■ WHAT YOU HAVE TO DO: Write out, unaltered, each line from the top of the records below down to the line where "fn command(&self, command: SessionCommand)" appears, that line included.

■ THE RECORDS:
//! Session event loop.
//!
//! One task owns the [`ChatSession`] and is the only place its state changes.
//! It multiplexes user commands, transport events and the typing-debounce
//! deadline, and publishes a [`ChatView`] after every step.

use thiserror::Error;
use tokio::{
    sync::{mpsc, watch},
    task::JoinHandle,
};

use crate::{
    config::ClientConfig,
    domain::Credentials,
    infrastructure::transport::{Connector, TransportEventReceiver},
    usecase::{ChatSession, ChatView, sleep_until_deadline},
};

/// Inputs from the front-end
#[derive(Debug, Clone, PartialEq, Eq)]
pub enum SessionCommand {
    /// Credentials changed (or were supplied for the first time)
    SetCredentials(Credentials),
    /// The draft text changed
    DraftChanged(String),
    /// Send the current draft
    SendMessage,
    /// Tear down and stop the loop
    Shutdown,
}

/// The session task is no longer running
#[derive(Debug, Error, Clone, Copy, PartialEq, Eq)]
#[error("chat session has stopped")]
pub struct SessionStopped;

/// Handle to a spawned session task
pub struct SessionHandle {
    commands: mpsc::UnboundedSender<SessionCommand>,
    view: watch::Receiver<ChatView>,
    task: JoinHandle<()>,
}

impl SessionHandle {
    fn command(&self, command: SessionCommand) -> Result<(), SessionStopped> {
        self.commands.send(command).map_err(|_| SessionStopped)
    }

    /// Replace the session credentials
    pub fn set_credentials(&self, credentials: Credentials) -> Result<(), SessionStopped> {
        self.command(SessionCommand::SetCredentials(credentials))
    }

    /// Report a draft change (one keystroke)
    pub fn draft_changed(&self, text: impl Into<String>) -> Result<(), SessionStopped> {
        self.command(SessionCommand::DraftChanged(text.into()))
    }

    /// Send the current draft
    pub fn send_message(&self) -> Result<(), SessionStopped> {
        self.command(SessionCommand::SendMessage)
    }

    /// Subscribe to view snapshots
    pub fn subscribe(&self) -> watch::Receiver<ChatView> {
        self.view.clone()
    }

    /// Tear the session down and wait for the task to finish
    pub async fn shutdown(self) {
        let _ = self.commands.send(SessionCommand::Shutdown);
        if let Err(e) = self.task.await {
            tracing::warn!("Chat session task failed: {}", e);
        }
    }
}

/// Spawn a session task using `connector` for its connections
pub fn spawn_session<C>(connector: C, config: &ClientConfig) -> SessionHandle
where
    C: Connector + 'static,
{
    let (event_tx, event_rx) = mpsc::unbounded_channel();
    let (command_tx, command_rx) = mpsc::unbounded_channel();
    let session = ChatSession::new(connector, config, event_tx);
    let (view_tx, view_rx) = watch::channel(session.view());

    let task = tokio::spawn(run_session(session, command_rx, event_rx, view_tx));

    SessionHandle {
        commands: command_tx,
        view: view_rx,
        task,
    }
}

/// Drive `session` until [`SessionCommand::Shutdown`] or every command sender is gone
pub async fn run_session<C: Connector>(
    mut session: ChatSession<C>,
    mut commands: mpsc::UnboundedReceiver<SessionCommand>,
    mut events: TransportEventReceiver,
    view: watch::Sender<ChatView>,
) {
    loop {
        let deadline = session.typing_deadline();

        tokio::select! {
            command = commands.recv() => match command {
                Some(SessionCommand::SetCredentials(credentials)) => session.set_credentials(credentials),
                Some(SessionCommand::DraftChanged(text)) => session.on_draft_change(text),
                Some(SessionCommand::SendMessage) => session.send_message(),
                Some(SessionCommand::Shutdown) | None => break,
            },
            Some((id, event)) = events.recv() => session.handle_transport_event(id, event),
            _ = sleep_until_deadline(deadline) => session.on_typing_idle(),
        }

        publish(&view, session.view());
    }

    session.teardown();
    publish(&view, session.view());
    tracing::info!("Chat session stopped");
}

fn publish(view: &watch::Sender<ChatView>, next: ChatView) {
    view.send_if_modified(|current| {
        if *current == next {
            false
        } else {
            *current = next;
            true
        }
    });
}
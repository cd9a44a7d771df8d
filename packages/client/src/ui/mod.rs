//! UI layer: the session event loop and the terminal front-end pieces.

pub mod input;
pub mod render;
pub mod runner;

pub use runner::{SessionCommand, SessionHandle, SessionStopped, run_session, spawn_session};
//! Inbound frame classification.
//!
//! Both functions here are pure: [`classify`] turns a text frame into an
//! [`InboundFrame`], and [`reduce`] folds one into a [`ChatState`]. The
//! session never mutates its log or typing flag any other way.

use crate::{
    domain::{ChatState, PeerId},
    infrastructure::dto::websocket::{FrameError, InboundFrameDto},
};

/// A classified inbound frame
#[derive(Debug, Clone, PartialEq, Eq)]
pub enum InboundFrame {
    /// The peer is typing. Carries no content.
    TypingSignal,
    /// A chat message to append to the log.
    ChatMessage { text: String },
}

/// Classify a text frame, first match wins:
///
/// 1. `type == "typing"` is a [`InboundFrame::TypingSignal`]
/// 2. a truthy `message` (anything but `null`, `false`, `0` or `""`) is a
///    [`InboundFrame::ChatMessage`]
/// 3. anything else is `Ok(None)`
///
/// There is no inbound "stopped typing" frame; the flag is cleared by the
/// next chat message only.
pub fn classify(text: &str) -> Result<Option<InboundFrame>, FrameError> {
    let dto = InboundFrameDto::parse(text)?;

    if dto.is_typing_signal() {
        return Ok(Some(InboundFrame::TypingSignal));
    }

    Ok(dto
        .message_text()
        .map(|text| InboundFrame::ChatMessage { text }))
}

/// Fold one classified frame into the state
pub fn reduce(mut state: ChatState, frame: &InboundFrame, peer_id: PeerId) -> ChatState {
    match frame {
        InboundFrame::TypingSignal => {
            state.typing = true;
        }
        InboundFrame::ChatMessage { text } => {
            state.typing = false;
            state.log.push_message(peer_id, text);
        }
    }
    state
}
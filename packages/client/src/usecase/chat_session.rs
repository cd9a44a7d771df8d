//! UseCase: チャットセッション
//!
//! 1 ルームビューにつき 1 つ。接続・メッセージログ・入力中フラグ・下書き・
//! 入力中通知のデバウンスタイマーをすべて所有する。
//!
//! - ログと入力中フラグは受信フレームの分類（[`reduce`]）でのみ変化する。
//!   送信操作はフレームを作るだけで、ローカルにエコーしない。
//! - 資格情報の変更・破棄ではデバウンスタイマーを同期的に解除してから
//!   接続を閉じるので、古い接続に「入力停止」通知が送られることはない。

use std::mem;

use tokio::time::Instant;

use crate::{
    config::ClientConfig,
    domain::{ChatState, Credentials, RoomId},
    infrastructure::{
        dto::websocket::{ChatMessageFrame, OutboundFrame, TypingNoticeFrame},
        transport::{CloseReason, ConnectionId, Connector, TransportEvent, TransportEventSender},
    },
};

use super::{
    classify::{classify, reduce},
    connection_manager::{ConnectionHook, ConnectionManager, ConnectionState},
    typing_debounce::TypingDebounce,
};

/// Read-only snapshot of a session for renderers
#[derive(Debug, Clone, Default, PartialEq, Eq)]
pub struct ChatView {
    /// Room of the current credentials
    pub room_id: Option<RoomId>,
    /// Rendered log lines
    pub messages: Vec<String>,
    /// Whether the peer is typing
    pub typing: bool,
    /// State of the current connection, `None` when there is none
    pub connection: Option<ConnectionState>,
    /// Current draft text
    pub draft: String,
    /// Bumped every time the log is cleared
    pub log_generation: u64,
}

/// チャットセッション
pub struct ChatSession<C: Connector> {
    connection: ConnectionManager<C>,
    credentials: Option<Credentials>,
    chat: ChatState,
    draft: String,
    typing_debounce: TypingDebounce,
    clear_log_on_reconnect: bool,
    log_generation: u64,
}

impl<C: Connector> ChatSession<C> {
    /// 新しい ChatSession を作成
    ///
    /// 資格情報が渡されるまで接続しない。
    pub fn new(connector: C, config: &ClientConfig, events: TransportEventSender) -> Self {
        Self {
            connection: ConnectionManager::new(connector, config.endpoint.clone(), events),
            credentials: None,
            chat: ChatState::default(),
            draft: String::new(),
            typing_debounce: TypingDebounce::new(config.typing_idle),
            clear_log_on_reconnect: config.clear_log_on_reconnect,
            log_generation: 0,
        }
    }

    /// 資格情報を設定する
    ///
    /// 変更があれば現在の接続を閉じ、トークンがあれば新しい接続を開く。
    /// 同じ資格情報なら何もしない。
    pub fn set_credentials(&mut self, credentials: Credentials) {
        if self.credentials.as_ref() == Some(&credentials) {
            return;
        }

        self.teardown();
        if self.clear_log_on_reconnect {
            self.chat.log = Default::default();
            self.log_generation += 1;
        }
        self.chat.typing = false;

        self.connection.connect(&credentials);
        self.credentials = Some(credentials);
    }

    /// 接続を閉じ、保留中の入力停止通知を取り消す
    pub fn teardown(&mut self) {
        if self.typing_debounce.cancel() {
            tracing::debug!("Cancelled pending typing notice");
        }
        self.connection.teardown();
    }

    /// トランスポートイベントを処理する（onOpen / onFrame / onClose）
    pub fn handle_transport_event(&mut self, id: ConnectionId, event: TransportEvent) {
        match self.connection.handle_event(id, event) {
            Some(ConnectionHook::Open) => self.on_open(id),
            Some(ConnectionHook::Frame(text)) => self.on_frame(&text),
            Some(ConnectionHook::Close(reason)) => self.on_close(id, &reason),
            None => {}
        }
    }

    fn on_open(&mut self, id: ConnectionId) {
        tracing::info!("WebSocket opened (connection {})", id);
    }

    fn on_frame(&mut self, text: &str) {
        let Some(peer_id) = self.credentials.as_ref().map(|c| c.peer_id) else {
            return;
        };

        match classify(text) {
            Ok(Some(frame)) => {
                self.chat = reduce(mem::take(&mut self.chat), &frame, peer_id);
            }
            Ok(None) => {
                tracing::debug!("Discarding unrecognized frame: {}", text);
            }
            Err(e) => {
                tracing::debug!("Discarding malformed frame: {}", e);
            }
        }
    }

    fn on_close(&mut self, id: ConnectionId, reason: &CloseReason) {
        self.typing_debounce.cancel();
        match reason {
            CloseReason::Error(_) => {
                tracing::warn!("WebSocket closed (connection {}): {}", id, reason)
            }
            _ => tracing::info!("WebSocket closed (connection {}): {}", id, reason),
        }
    }

    /// 下書きを送信する
    ///
    /// 接続が Open でない、または下書きが空白のみなら何もしない。
    /// 送信に成功したときだけ下書きを消す。ログには追加しない。
    pub fn send_message(&mut self) {
        if !self.connection.is_open() {
            tracing::error!("Socket is not open");
            return;
        }
        let Some(credentials) = &self.credentials else {
            return;
        };

        let text = self.draft.trim();
        if text.is_empty() {
            return;
        }

        let frame = OutboundFrame::ChatMessage(ChatMessageFrame {
            message: text.to_string(),
            recipient_id: credentials.peer_id.value(),
            room_id: credentials.room_id.value(),
        });

        match self.connection.send(&frame) {
            Ok(()) => self.draft.clear(),
            Err(e) => tracing::error!("Failed to send message: {}", e),
        }
    }

    /// 下書きを更新し、接続中なら入力中通知を送る
    ///
    /// キー入力のたびに入力停止タイマーを張り直す。最後の入力から
    /// `typing_idle` 経過後に一度だけ入力停止通知が送られる。
    pub fn on_draft_change(&mut self, text: impl Into<String>) {
        self.draft = text.into();

        if !self.connection.is_open() {
            return;
        }

        self.typing_debounce.cancel();
        self.send_typing_notice(true);
        self.typing_debounce.arm();
    }

    /// 入力停止タイマーの期限が来ていれば入力停止通知を送る
    pub fn on_typing_idle(&mut self) {
        if self.typing_debounce.fire(Instant::now()) {
            self.send_typing_notice(false);
        }
    }

    fn send_typing_notice(&self, typing: bool) {
        let Some(credentials) = &self.credentials else {
            return;
        };

        let frame = OutboundFrame::TypingNotice(TypingNoticeFrame {
            typing,
            user_id: credentials.peer_id.value(),
            recipient_id: credentials.peer_id.value(),
        });

        if let Err(e) = self.connection.send(&frame) {
            tracing::warn!("Failed to send typing notice (typing: {}): {}", typing, e);
        }
    }

    /// 入力停止タイマーの期限
    pub fn typing_deadline(&self) -> Option<Instant> {
        self.typing_debounce.deadline()
    }

    /// 現在の資格情報
    pub fn credentials(&self) -> Option<&Credentials> {
        self.credentials.as_ref()
    }

    /// メッセージログ
    pub fn messages(&self) -> &[String] {
        self.chat.log.lines()
    }

    /// 相手が入力中か
    pub fn is_typing(&self) -> bool {
        self.chat.typing
    }

    /// 下書き
    pub fn draft(&self) -> &str {
        &self.draft
    }

    /// 現在の接続状態
    pub fn connection_state(&self) -> Option<ConnectionState> {
        self.connection.state()
    }

    /// 描画用のスナップショット
    pub fn view(&self) -> ChatView {
        ChatView {
            room_id: self.credentials.as_ref().map(|c| c.room_id),
            messages: self.messages().to_vec(),
            typing: self.chat.typing,
            connection: self.connection.state(),
            draft: self.draft.clone(),
            log_generation: self.log_generation,
        }
    }
}

impl<C: Connector> Drop for ChatSession<C> {
    fn drop(&mut self) {
        self.teardown();
    }
}
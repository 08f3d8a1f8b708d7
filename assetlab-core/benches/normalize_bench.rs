//! Criterion benchmarks for AssetLab transform hot paths.
//!
//! Benchmarks:
//! 1. Market-cap parsing over a listing-sized batch of raw strings
//! 2. Market-cap column normalization on a DataFrame
//! 3. Series merge + business-day resampling

use criterion::{black_box, criterion_group, criterion_main, BenchmarkId, Criterion};
use polars::prelude::*;

use assetlab_core::source::fred::FredSeries;
use assetlab_core::transform::market_cap::normalize_column;
use assetlab_core::transform::{normalize_market_caps, SeriesTable};

// ── Helpers ──────────────────────────────────────────────────────────

fn make_listing(n: usize) -> (Vec<String>, Vec<String>) {
    let tickers = (0..n).map(|i| format!("T{i:05}")).collect();
    let caps = (0..n)
        .map(|i| match i % 4 {
            0 => format!("${}.{}B", i % 900, i % 10),
            1 => format!("${}.{}M", i % 900, i % 10),
            2 => format!("${}K", i % 900),
            _ => "n/a".to_string(),
        })
        .collect();
    (tickers, caps)
}

fn make_series(count: usize, days: usize) -> Vec<FredSeries> {
    let start = chrono::NaiveDate::from_ymd_opt(2000, 1, 3).unwrap();
    (0..count)
        .map(|s| FredSeries {
            id: format!("S{s}"),
            observations: (0..days)
                // Offset each series so the date union is ragged.
                .filter(|d| (d + s) % 7 != 0)
                .map(|d| {
                    let value = (d % 11 != 0).then(|| 100.0 + (d as f64 * 0.05).sin() * 10.0);
                    (start + chrono::Duration::days(d as i64), value)
                })
                .collect(),
        })
        .collect()
}

// ── 1. Market-cap parsing ────────────────────────────────────────────

fn bench_parse(c: &mut Criterion) {
    let mut group = c.benchmark_group("market_cap_parse");
    for n in [1_000, 10_000] {
        let (tickers, caps) = make_listing(n);
        group.bench_with_input(BenchmarkId::from_parameter(n), &n, |b, _| {
            b.iter(|| {
                let pairs = tickers.iter().map(String::as_str).zip(caps.iter().map(String::as_str));
                black_box(normalize_market_caps(pairs))
            })
        });
    }
    group.finish();
}

// ── 2. Column normalization ──────────────────────────────────────────

fn bench_normalize_column(c: &mut Criterion) {
    let (tickers, caps) = make_listing(10_000);
    let df = DataFrame::new(vec![
        Column::new("ticker".into(), tickers),
        Column::new("marketcap".into(), caps),
    ])
    .unwrap();

    c.bench_function("market_cap_normalize_column_10k", |b| {
        b.iter(|| black_box(normalize_column(&df, "ticker", "marketcap").unwrap()))
    });
}

// ── 3. Series resampling ─────────────────────────────────────────────

fn bench_resample(c: &mut Criterion) {
    let series = make_series(5, 6_000);
    c.bench_function("fred_assets_merge_resample", |b| {
        b.iter(|| {
            let table = SeriesTable::merge(black_box(&series)).drop_all_missing();
            black_box(table.resample_business_days())
        })
    });
}

criterion_group!(benches, bench_parse, bench_normalize_column, bench_resample);
criterion_main!(benches);
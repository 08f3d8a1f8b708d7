//! Equity reference/metadata table normalization.

use super::canonicalize::Canonicalizer;
use super::market_cap;
use crate::frame::IndexedFrame;
use crate::source::SourceError;
use polars::prelude::*;
use tracing::info;

/// Identifier column of the normalized table.
pub const ID_COLUMN: &str = "ticker";
/// Listing-page link column that carries no data.
const SUMMARY_QUOTE: &str = "summary quote";
const MARKET_CAP: &str = "marketcap";

/// Normalize an equity metadata table into one indexed by `ticker`.
///
/// Steps, in order: lower-case column names, drop all-null columns, take
/// `ticker` (or `symbol`, renamed) as the index, drop `summary quote`,
/// keep the first row per ticker, normalize `marketcap` if present.
pub fn normalize_equities(df: DataFrame) -> Result<IndexedFrame, SourceError> {
    let mut df = df;
    let lowered: Vec<String> = df
        .get_column_names()
        .into_iter()
        .map(|c| c.trim().to_lowercase())
        .collect();
    df.set_column_names(lowered)?;

    let mut df = Canonicalizer::drop_all_null_columns(&df)?;

    if df.column(ID_COLUMN).is_err() {
        if df.column("symbol").is_ok() {
            df.rename("symbol", ID_COLUMN.into())?;
        } else {
            return Err(SourceError::MissingColumn {
                column: ID_COLUMN.into(),
                table: "equity metadata".into(),
            });
        }
    }
    if df.column(SUMMARY_QUOTE).is_ok() {
        df = df.drop(SUMMARY_QUOTE)?;
    }

    let rows_in = df.height();
    let frame = Canonicalizer::dedupe_first(IndexedFrame::new(df, &[ID_COLUMN])?)?;
    let duplicates = rows_in - frame.height();

    let data = if frame.data.column(MARKET_CAP).is_ok() {
        market_cap::normalize_column(&frame.data, ID_COLUMN, MARKET_CAP)?
    } else {
        frame.data
    };

    info!(rows = data.height(), duplicates, "normalized equity metadata");
    Ok(IndexedFrame {
        data,
        index: frame.index,
    })
}
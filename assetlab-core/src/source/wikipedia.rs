//! HTML table scraping for the Wikipedia index-constituent list.

use super::{HttpFetch, SourceError};
use scraper::{ElementRef, Html, Selector};
use tracing::info;

/// A raw HTML table: header cells from the first row, then body rows.
#[derive(Debug, Clone, PartialEq)]
pub struct HtmlTable {
    pub header: Vec<String>,
    pub rows: Vec<Vec<String>>,
}

/// Fetch `url` and return its first well-formed table.
pub fn fetch_first_table(http: &dyn HttpFetch, url: &str) -> Result<HtmlTable, SourceError> {
    let html = http.get_text(url)?;
    let table = first_table(&html)?;
    info!(url, rows = table.rows.len(), "scraped HTML table");
    Ok(table)
}

fn selector(css: &str) -> Result<Selector, SourceError> {
    Selector::parse(css).map_err(|e| SourceError::Malformed(format!("selector '{css}': {e:?}")))
}

/// Find the first table with a non-empty header row and at least one body row
/// whose width matches the header.
pub fn first_table(html: &str) -> Result<HtmlTable, SourceError> {
    let document = Html::parse_document(html);
    let table_sel = selector("table")?;
    let row_sel = selector("tr")?;
    let cell_sel = selector("th, td")?;

    for table in document.select(&table_sel) {
        let mut rows = table
            .select(&row_sel)
            // Rows of nested tables belong to those tables.
            .filter(|tr| closest_table(tr).map(|t| t.id()) == Some(table.id()))
            .map(|tr| {
                tr.select(&cell_sel)
                    .filter(|cell| cell.parent().map(|p| p.id()) == Some(tr.id()))
                    .map(cell_text)
                    .collect::<Vec<_>>()
            })
            .filter(|cells| !cells.is_empty());

        let Some(header) = rows.next() else {
            continue;
        };
        let body: Vec<Vec<String>> = rows.filter(|r| r.len() == header.len()).collect();
        if header.iter().all(|h| h.is_empty()) || body.is_empty() {
            continue;
        }

        return Ok(HtmlTable { header, rows: body });
    }

    Err(SourceError::ResponseFormatChanged(
        "no well-formed table found in page".into(),
    ))
}

fn closest_table<'a>(el: &ElementRef<'a>) -> Option<ElementRef<'a>> {
    el.ancestors()
        .filter_map(ElementRef::wrap)
        .find(|a| a.value().name() == "table")
}

fn cell_text(cell: ElementRef<'_>) -> String {
    cell.text()
        .collect::<String>()
        .split_whitespace()
        .collect::<Vec<_>>()
        .join(" ")
}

■ TASK ANSWER:
//! Session event loop.
//!
//! One task owns the [`ChatSession`] and is the only place its state changes.
//! It multiplexes user commands, transport events and the typing-debounce
//! deadline, and publishes a [`ChatView`] after every step.

use thiserror::Error;
use tokio::{
    sync::{mpsc, watch},
    task::JoinHandle,
};

use crate::{
    config::ClientConfig,
    domain::Credentials,
    infrastructure::transport::{Connector, TransportEventReceiver},
    usecase::{ChatSession, ChatView, sleep_until_deadline},
};

/// Inputs from the front-end
#[derive(Debug, Clone, PartialEq, Eq)]
pub enum SessionCommand {
    /// Credentials changed (or were supplied for the first time)
    SetCredentials(Credentials),
    /// The draft text changed
    DraftChanged(String),
    /// Send the current draft
    SendMessage,
    /// Tear down and stop the loop
    Shutdown,
}

/// The session task is no longer running
#[derive(Debug, Error, Clone, Copy, PartialEq, Eq)]
#[error("chat session has stopped")]
pub struct SessionStopped;

/// Handle to a spawned session task
pub struct SessionHandle {
    commands: mpsc::UnboundedSender<SessionCommand>,
    view: watch::Receiver<ChatView>,
    task: JoinHandle<()>,
}

impl SessionHandle {
    fn command(&self, command: SessionCommand) -> Result<(), SessionStopped> {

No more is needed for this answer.